Cytomegalovirus (CMV) continues to be responsible for a substantial fraction of the morbidity and mortality that follows organ transplantation. The three major consequences of CMV infection are CMV disease (encompassing a range of clinical illness), superinfection with opportunistic pathogens, and injury to the transplanted organ. In the last decade, considerable progress has been made in elucidating risk factors for CMV disease, in rapid detection of CMV in clinical specimens, and in the use of antiviral chemotherapy and immunoglobulin to prevent and treat CMV disease after transplantation.
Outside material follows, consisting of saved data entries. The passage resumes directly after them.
mod api;
mod config;
mod curriculum;
mod error;
mod profile;
mod progress;
mod subscription;
mod tier;

use anyhow::Result;
use clap::Parser;
use tracing_subscriber::{layer::SubscriberExt, util::SubscriberInitExt};

use config::AppConfig;

#[tokio::main]
async fn main() -> Result<()> {
    tracing_subscriber::registry()
        .with(tracing_subscriber::EnvFilter::new(
            std::env::var("RUST_LOG").unwrap_or_else(|_| "info".into()),
        ))
        .with(tracing_subscriber::fmt::layer())
        .init();

    let config = AppConfig::parse();

    tracing::info!(
        "Starting tactics-core HTTP server on {}",
        config.addr()
    );
    api::run_http_server(config).await
}
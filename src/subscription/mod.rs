//! Local mirror of payment-provider subscriptions
//!
//! Only `active` and `trialing` grant premium. `past_due` stays live so it is
//! still shown to the user, but it does not unlock anything.

use chrono::{DateTime, Utc};
use serde::{Deserialize, Serialize};
use std::collections::HashMap;
use std::fs;
use std::path::PathBuf;
use std::sync::Arc;
use thiserror::Error;
use tokio::sync::RwLock;

use crate::tier::limits::{TierLimits, UserPermissions};

#[derive(Error, Debug)]
pub enum SubscriptionError {
    #[error("IO error: {0}")]
    Io(#[from] std::io::Error),
    #[error("JSON error: {0}")]
    Json(#[from] serde_json::Error),
    #[error("Invalid subscription: {0}")]
    Invalid(String),
}

#[derive(Debug, Clone, Copy, Serialize, Deserialize, PartialEq, Eq)]
#[serde(rename_all = "snake_case")]
pub enum SubscriptionStatus {
    Active,
    Canceled,
    Incomplete,
    IncompleteExpired,
    PastDue,
    Paused,
    Trialing,
    Unpaid,
}

impl SubscriptionStatus {
    pub fn grants_premium(&self) -> bool {
        match self {
            SubscriptionStatus::Active | SubscriptionStatus::Trialing => true,
            SubscriptionStatus::PastDue
            | SubscriptionStatus::Canceled
            | SubscriptionStatus::Incomplete
            | SubscriptionStatus::IncompleteExpired
            | SubscriptionStatus::Paused
            | SubscriptionStatus::Unpaid => false,
        }
    }

    pub fn is_live(&self) -> bool {
        matches!(
            self,
            SubscriptionStatus::Active | SubscriptionStatus::Trialing | SubscriptionStatus::PastDue
        )
    }

    pub fn as_str(&self) -> &'static str {
        match self {
            SubscriptionStatus::Active => "active",
            SubscriptionStatus::Canceled => "canceled",
            SubscriptionStatus::Incomplete => "incomplete",
            SubscriptionStatus::IncompleteExpired => "incomplete_expired",
            SubscriptionStatus::PastDue => "past_due",
            SubscriptionStatus::Paused => "paused",
            SubscriptionStatus::Trialing => "trialing",
            SubscriptionStatus::Unpaid => "unpaid",
        }
    }
}

#[derive(Debug, Clone, Copy, Serialize, Deserialize, PartialEq, Eq)]
#[serde(rename_all = "snake_case")]
pub enum Plan {
    Monthly,
    Yearly,
}

#[derive(Debug, Clone, Serialize, Deserialize, PartialEq)]
pub struct Subscription {
    pub id: String,
    pub user_id: String,
    pub status: SubscriptionStatus,
    pub plan: Plan,
    pub current_period_start: DateTime<Utc>,
    pub current_period_end: DateTime<Utc>,
    #[serde(default)]
    pub cancel_at_period_end: bool,
}

/// The record shown to a user and whether it unlocks premium
#[derive(Debug, Clone, Default, PartialEq)]
pub struct SubscriptionResolution {
    pub record: Option<Subscription>,
    pub is_premium: bool,
}

/// Pick the most recent live subscription out of a user's rows. Rows ending
/// together are ordered by start date, then id.
pub fn resolve<'a>(rows: impl IntoIterator<Item = &'a Subscription>) -> SubscriptionResolution {
    let record = rows
        .into_iter()
        .filter(|s| s.status.is_live())
        .max_by(|a, b| {
            a.current_period_end
                .cmp(&b.current_period_end)
                .then_with(|| a.current_period_start.cmp(&b.current_period_start))
                .then_with(|| a.id.cmp(&b.id))
        })
        .cloned();
    let is_premium = record.as_ref().is_some_and(|s| s.status.grants_premium());

    SubscriptionResolution { record, is_premium }
}

/// Payload of the subscription status endpoint
#[derive(Debug, Clone, Serialize, Deserialize, PartialEq)]
#[serde(rename_all = "camelCase")]
pub struct SubscriptionStatusResponse {
    pub status: String,
    pub is_premium: bool,
    pub daily_puzzles_used: u32,
    pub daily_puzzles_remaining: Option<u32>,
    pub can_solve_puzzle: bool,
    pub expires_at: Option<DateTime<Utc>>,
    pub is_authenticated: bool,
}

impl SubscriptionStatusResponse {
    /// Fixed free-tier payload for callers without a session
    pub fn unauthenticated(limits: &TierLimits) -> Self {
        Self {
            status: "free".to_string(),
            is_premium: false,
            daily_puzzles_used: 0,
            daily_puzzles_remaining: Some(limits.free_daily_lessons),
            can_solve_puzzle: true,
            expires_at: None,
            is_authenticated: false,
        }
    }

    pub fn for_user(resolution: &SubscriptionResolution, permissions: &UserPermissions) -> Self {
        Self {
            status: resolution
                .record
                .as_ref()
                .map_or("free", |s| s.status.as_str())
                .to_string(),
            is_premium: resolution.is_premium,
            daily_puzzles_used: permissions.lessons_completed_today,
            daily_puzzles_remaining: permissions.lessons_remaining_today,
            can_solve_puzzle: permissions.can_access_lesson,
            expires_at: resolution.record.as_ref().map(|s| s.current_period_end),
            is_authenticated: true,
        }
    }
}

/// Subscription mirror with file persistence
pub struct SubscriptionStore {
    data_dir: PathBuf,
    subscriptions: HashMap<String, Subscription>,
}

impl SubscriptionStore {
    const SUBSCRIPTIONS_FILE: &'static str = "subscriptions.json";

    pub fn new(data_dir: PathBuf) -> Result<Self, SubscriptionError> {
        let dir = data_dir.join("billing");
        fs::create_dir_all(&dir)?;

        let mut store = Self {
            data_dir: dir,
            subscriptions: HashMap::new(),
        };
        store.load()?;
        Ok(store)
    }

    fn subscriptions_file(&self) -> PathBuf {
        self.data_dir.join(Self::SUBSCRIPTIONS_FILE)
    }

    fn load(&mut self) -> Result<(), SubscriptionError> {
        let path = self.subscriptions_file();
        if path.exists() {
            let content = fs::read_to_string(&path)?;
            self.subscriptions = serde_json::from_str(&content)?;
        }
        Ok(())
    }

    fn save(&self) -> Result<(), SubscriptionError> {
        let content = serde_json::to_string_pretty(&self.subscriptions)?;
        fs::write(self.subscriptions_file(), content)?;
        Ok(())
    }

    pub fn for_user(&self, user_id: &str) -> Vec<&Subscription> {
        self.subscriptions
            .values()
            .filter(|s| s.user_id == user_id)
            .collect()
    }

    /// No rows resolves to free defaults, never an error
    pub fn resolve_user(&self, user_id: &str) -> SubscriptionResolution {
        resolve(self.for_user(user_id))
    }

    pub fn upsert(&mut self, subscription: Subscription) -> Result<(), SubscriptionError> {
        if subscription.id.trim().is_empty() || subscription.user_id.trim().is_empty() {
            return Err(SubscriptionError::Invalid(
                "id and user_id are required".to_string(),
            ));
        }
        if subscription.current_period_end < subscription.current_period_start {
            return Err(SubscriptionError::Invalid(
                "current_period_end precedes current_period_start".to_string(),
            ));
        }

        let id = subscription.id.clone();
        let user_id = subscription.user_id.clone();
        let status = subscription.status;

        let previous = self.subscriptions.insert(id.clone(), subscription);
        if let Err(e) = self.save() {
            match previous {
                Some(row) => self.subscriptions.insert(id, row),
                None => self.subscriptions.remove(&id),
            };
            return Err(e);
        }

        tracing::info!(
            "Mirrored subscription {} for user {} ({})",
            id,
            user_id,
            status.as_str()
        );
        Ok(())
    }
}

/// Shared subscription store type
pub type SharedSubscriptionStore = Arc<RwLock<SubscriptionStore>>;

pub fn create_shared_store(data_dir: PathBuf) -> Result<SharedSubscriptionStore, SubscriptionError> {
    let store = SubscriptionStore::new(data_dir)?;
    Ok(Arc::new(RwLock::new(store)))
}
This article discusses the impact of these advances on patient outcome following transplantation and the challenges for the next decade.
巨细胞病毒(CMV)仍然是器官移植后相当一部分发病和死亡的原因。CMV感染的三大后果是CMV疾病(包括一系列临床病症)、机会性病原体的重叠感染以及移植器官的损伤。在过去十年中,在阐明CMV疾病的危险因素、临床标本中CMV的快速检测以及使用抗病毒化疗和免疫球蛋白预防和治疗移植后CMV疾病方面取得了相当大的进展。本文讨论了这些进展对移植后患者预后的影响以及未来十年所面临的挑战。